Kurdi verso uno stato indipendente

I Kurdi irakeni andranno alle urne il prossimo 25 settembre. Sarà un referendum per proclamare uno stato Kurdo indipendente. Dal 2005 hanno ottenuto una maggiore autonomia dallo stato iracheno. Si tratta di una specie di stato federale. Hanno introdotto una maggior democrazia nel loro territorio. Ora vige un sistema con cinque lingue ufficiali, libertà religiosa per tutti e per tutte le etnie. In passato avevano avuto sempre tanti problemi con lo stato iracheno su questi soggetti.

İn questo momento storico e importante, hanno deciso di andare a votare per la indipendenza per vedere cosa pensa la popolazione in proposito. Quasi tutti i partiti e movimenti Kurdi sono mobilitati, occupati impegnati per la solidarietà l’appoggio a questo referendum. Solo il PKK, Partito dei Lavoratori del Kurdistan, é contrario allo stato Kurdo, perseguendo una sua strategia utopica che prevede un sistema federale per tutto il Medio Oriente.

I Kurdi, hanno sempre coltivato, come oggi, il sogno e l’idea di avere un stato unito, indipendente e democratico. Ma le condizioni difficili e le diverse tragedie non hanno mai dato loro la possibilità di ottenerlo. Con la situazione attuale, é piu reale e possibile pensare di avere per ogni parte, separatamente, un stato o un’autonomia di tipo federale. Per loro é un diritto fondamentale avere un stato nazionele o un autonomia come tutti gli altri popoli del resto del mondo.

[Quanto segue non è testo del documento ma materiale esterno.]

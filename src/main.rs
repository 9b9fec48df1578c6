use anyhow::{bail, Result};
use std::io::{self, Write};

use motion_kinematics::config::{Config, MotionEntry};
use motion_kinematics::log;
use motion_kinematics::logging::Logger;
use motion_kinematics::motion::{walking_cycle, Motion, ProceduralBody};
use motion_kinematics::playback::{MotionSession, TickOutcome};
use motion_kinematics::render::{ArrowKind, MeshState, RecordingScene};
use motion_kinematics::skeleton::{JointGroup, JointIndex, JOINTS};

const CONFIG_PATH: &str = "config.toml";
const SYNTHETIC_FRAMES: usize = 120;
const SYNTHETIC_FPS: f64 = 30.0;

/// カタログの正規化値で合成歩行モーションを作る
fn synthetic_motion(entry: &MotionEntry) -> Result<Motion> {
    let params = walking_cycle(SYNTHETIC_FRAMES, SYNTHETIC_FPS);
    Motion::load(entry.info(), &params, &ProceduralBody::new())
}

fn parse_kind(s: &str) -> Result<ArrowKind> {
    match s {
        "vel" | "velocity" => Ok(ArrowKind::Velocity),
        "acc" | "acceleration" => Ok(ArrowKind::Acceleration),
        _ => bail!("unknown arrow kind: {}", s),
    }
}

fn parse_on_off(s: &str) -> Result<bool> {
    match s {
        "on" | "1" | "true" => Ok(true),
        "off" | "0" | "false" => Ok(false),
        _ => bail!("expected on/off: {}", s),
    }
}

fn parse_mesh(s: &str) -> Result<MeshState> {
    match s {
        "transparent" | "t" => Ok(MeshState::Transparent),
        "opaque" | "o" => Ok(MeshState::Opaque),
        "hidden" | "h" => Ok(MeshState::Hidden),
        _ => bail!("unknown mesh state: {}", s),
    }
}

fn parse_group(s: &str) -> Result<JointGroup> {
    match s {
        "torso" => Ok(JointGroup::Torso),
        "rarm" => Ok(JointGroup::RightArm),
        "larm" => Ok(JointGroup::LeftArm),
        "rleg" => Ok(JointGroup::RightLeg),
        "lleg" => Ok(JointGroup::LeftLeg),
        _ => bail!("unknown group: {} (torso/rarm/larm/rleg/lleg)", s),
    }
}

fn print_help() {
    println!("コマンド:");
    println!("  play | reverse | pause | reset");
    println!("  seek N                 - フレーム移動");
    println!("  run N                  - N tick 進める");
    println!("  vel on|off, acc on|off - 矢印の表示");
    println!("  size vel|acc N         - 矢印サイズ (1-5)");
    println!("  window vel|acc N       - 平滑化窓 (1-10)");
    println!("  scale vel|acc on|off   - 大きさを矢印に反映");
    println!("  mesh transparent|opaque|hidden");
    println!("  joint N | group NAME | all on|off");
    println!("  motion N               - カタログ N 番に切り替え");
    println!("  report | status | help | q");
}

fn print_tick(outcome: TickOutcome) {
    match outcome {
        TickOutcome::Idle => {}
        TickOutcome::Stepped { frame } => println!("  frame {}", frame),
        TickOutcome::Stopped { frame, reason } => println!("  stopped at {} ({})", frame, reason),
    }
}

/// 1行分のコマンドを処理する。終了なら false
fn handle(
    parts: &[&str],
    session: &mut MotionSession,
    scene: &mut RecordingScene,
    config: &Config,
) -> Result<bool> {
    match parts {
        ["play"] => {
            session.play(scene);
        }
        ["reverse"] => {
            session.reverse(scene);
        }
        ["pause"] => session.pause(),
        ["reset"] => session.reset(scene),
        ["seek", n] => session.seek(n.parse()?, scene),
        ["run", n] => {
            let n: usize = n.parse()?;
            for _ in 0..n {
                let outcome = session.tick(scene);
                print_tick(outcome);
                if !matches!(outcome, TickOutcome::Stepped { .. }) {
                    break;
                }
            }
        }
        [kind @ ("vel" | "acc"), on] => {
            session.set_arrow_enabled(parse_kind(kind)?, parse_on_off(on)?, scene)
        }
        ["size", kind, n] => session.set_arrow_size(parse_kind(kind)?, n.parse()?)?,
        ["window", kind, n] => session.set_smoothing_window(parse_kind(kind)?, n.parse()?)?,
        ["scale", kind, on] => session.set_scaling_enabled(parse_kind(kind)?, parse_on_off(on)?),
        ["mesh", state] => session.set_mesh_state(parse_mesh(state)?, scene),
        ["joint", n] => {
            let index: usize = n.parse()?;
            let Some(joint) = JointIndex::from_index(index) else {
                bail!("joint index out of range: {}", index);
            };
            let states = session.toggle_joint(joint);
            println!(
                "  {} = {}, all = {}",
                JOINTS[index].name,
                session.selection().is_checked(index),
                states.all
            );
        }
        ["group", name] => {
            let group = parse_group(name)?;
            let states = session.toggle_group(group);
            println!("  {} = {}, all = {}", group.label(), states.get(group), states.all);
        }
        ["all", on] => {
            session.select_all(parse_on_off(on)?);
        }
        ["motion", n] => {
            let index: usize = n.parse()?;
            let Some(entry) = config.motions.get(index) else {
                bail!("no motion #{}", index);
            };
            session.switch_motion(synthetic_motion(entry)?, scene);
            session.spawn_angle_worker();
        }
        ["report"] => {
            let report = session.report();
            println!("  {} frames, {} joints", report.frames, report.joint_count());
            for series in &report.angles {
                if let Some((lo, hi)) = report.angle_range(series.joint) {
                    println!("  {:>16}: {:7.1} .. {:7.1} deg", series.name, lo, hi);
                }
            }
        }
        ["status"] => {
            println!("  motion: {}", session.motion().name());
            println!("  mesh: {:?}, scene: {} geometries", session.mesh_state(), scene.len());
            for kind in ArrowKind::ALL {
                println!("  {:?}: {:?}", kind, session.arrow_setting(kind));
            }
        }
        ["help"] => print_help(),
        ["q"] | ["quit"] => return Ok(false),
        _ => println!("不明なコマンド (help で一覧)"),
    }
    Ok(true)
}

fn main() -> Result<()> {
    let config = Config::load_or_default(CONFIG_PATH);
    let logger = Logger::open(&config.app.log_dir, "session").unwrap_or_else(|e| {
        eprintln!("log file disabled: {:#}", e);
        Logger::console()
    });

    println!("=== Motion Kinematics {} ===", motion_kinematics::VERSION);
    for (i, entry) in config.motions.iter().enumerate() {
        println!("  [{}] {}", i, entry.name);
    }
    println!();
    print_help();
    println!();

    let Some(first) = config.motions.first() else {
        bail!("motion catalog is empty");
    };
    let mut session = MotionSession::new(synthetic_motion(first)?, &config, logger.clone())?;
    let mut scene = RecordingScene::new();
    session.show(&mut scene);
    session.spawn_angle_worker();

    loop {
        print!(
            "[{} {}/{}] > ",
            session.state(),
            session.current_frame(),
            session.motion().num_frames().saturating_sub(1)
        );
        io::stdout().flush()?;

        let mut input = String::new();
        if io::stdin().read_line(&mut input)? == 0 {
            break;
        }
        let parts: Vec<&str> = input.split_whitespace().collect();
        if parts.is_empty() {
            continue;
        }

        match handle(&parts, &mut session, &mut scene, &config) {
            Ok(true) => {}
            Ok(false) => break,
            Err(e) => {
                println!("エラー: {:#}", e);
                continue;
            }
        }

        // ループが動いていれば1 tick 進める
        if session.is_loop_active() {
            print_tick(session.tick(&mut scene));
        }
        if session.poll_angle_worker() {
            println!("  angle tables ready");
        }
    }

    log!(logger, "[session] exit");
    logger.flush();
    Ok(())
}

Oggi un popolo di circa di 50 milioni di abitanti è ancora senza uno stato proprio. Parliamo dei Kurdi e del loro paese, il Kurdistan. Loro sono stati divisi per la prima volta nel 1639 fra impero Otumano e impero iraniano. Dopo nel 1916 İnglesi, Francesi e Russi anno fatto un patto segreto per dividerli ancora. Nel 1917 con la rivoluzione Russa, Lenin e i suoi coleghi si ritirano da questo patto sporco. Cosi il progetto fallisce e non riescono a realizzare ciò che volevano gli inglesi e i francesi. İn seguito nel 1923 a Losanna con l’accordo internazionale nasce lo stato Turco. Con questo accordo, il Kurdistan e i Kurdi vengono divisi in quattro parti fra i paesi colonialisti, Turchia, İran, Siria e İrak. Cosi il Kurdistan é diventato una colonia internazionale.

Non abbiamo mai accettato questa condizione. Abbiamo resistito e lottato sempre per i nostri diritti, l’unità e la libertà nazionale. Siamo stati abbandonati e sono state negate le nostre rivendicazioni per anni e anni. I Paesi colonialisti hanno fatto molte vittime, massacri e barbarie. Sono state uccise quasi un milione di persone. Si può ben dire che é stato un genocidio. I potenti del mondo, seguendo i loro interessi hanno fatto finta di non vedere, di non sentire e non hanno mai parlato di questa tragedia. Negli ultimi anni, per vari interessi internazionali contrapposti, Stati Uniti, Unione Europea, Russia e altri ancora vogliono riconoscere e aiutare i Kurdi. Ora tutti sanno benissimo che l’unica forza combattente nella guerra contro l’ISIS sono i Kurdi sia in İrak che in Siria.

Ora i Kurdi irakeni esigono un stato indipendente sul loro teritorio. İn Siria si opta per un’ autonomia di tipo federale. Pure in Turchia e in İran si punta su un riconoscimento ufficiale e l’autonomia. Per risolvere tutti questi problemi e gli svariati lavori connessi noi abbiamo bisogno di aiuto, appoggio e solidarietà internazionali. Sopratutto UE, USA, Russia e ONU sono responsabili e devono svolgere ruoli positivi in favore di questo popolo che ha vissuto una storia così tragica e non più accettabile.

Hursit Kasikkirmaz

Rappresentante del popolo Kurdo, Lugano.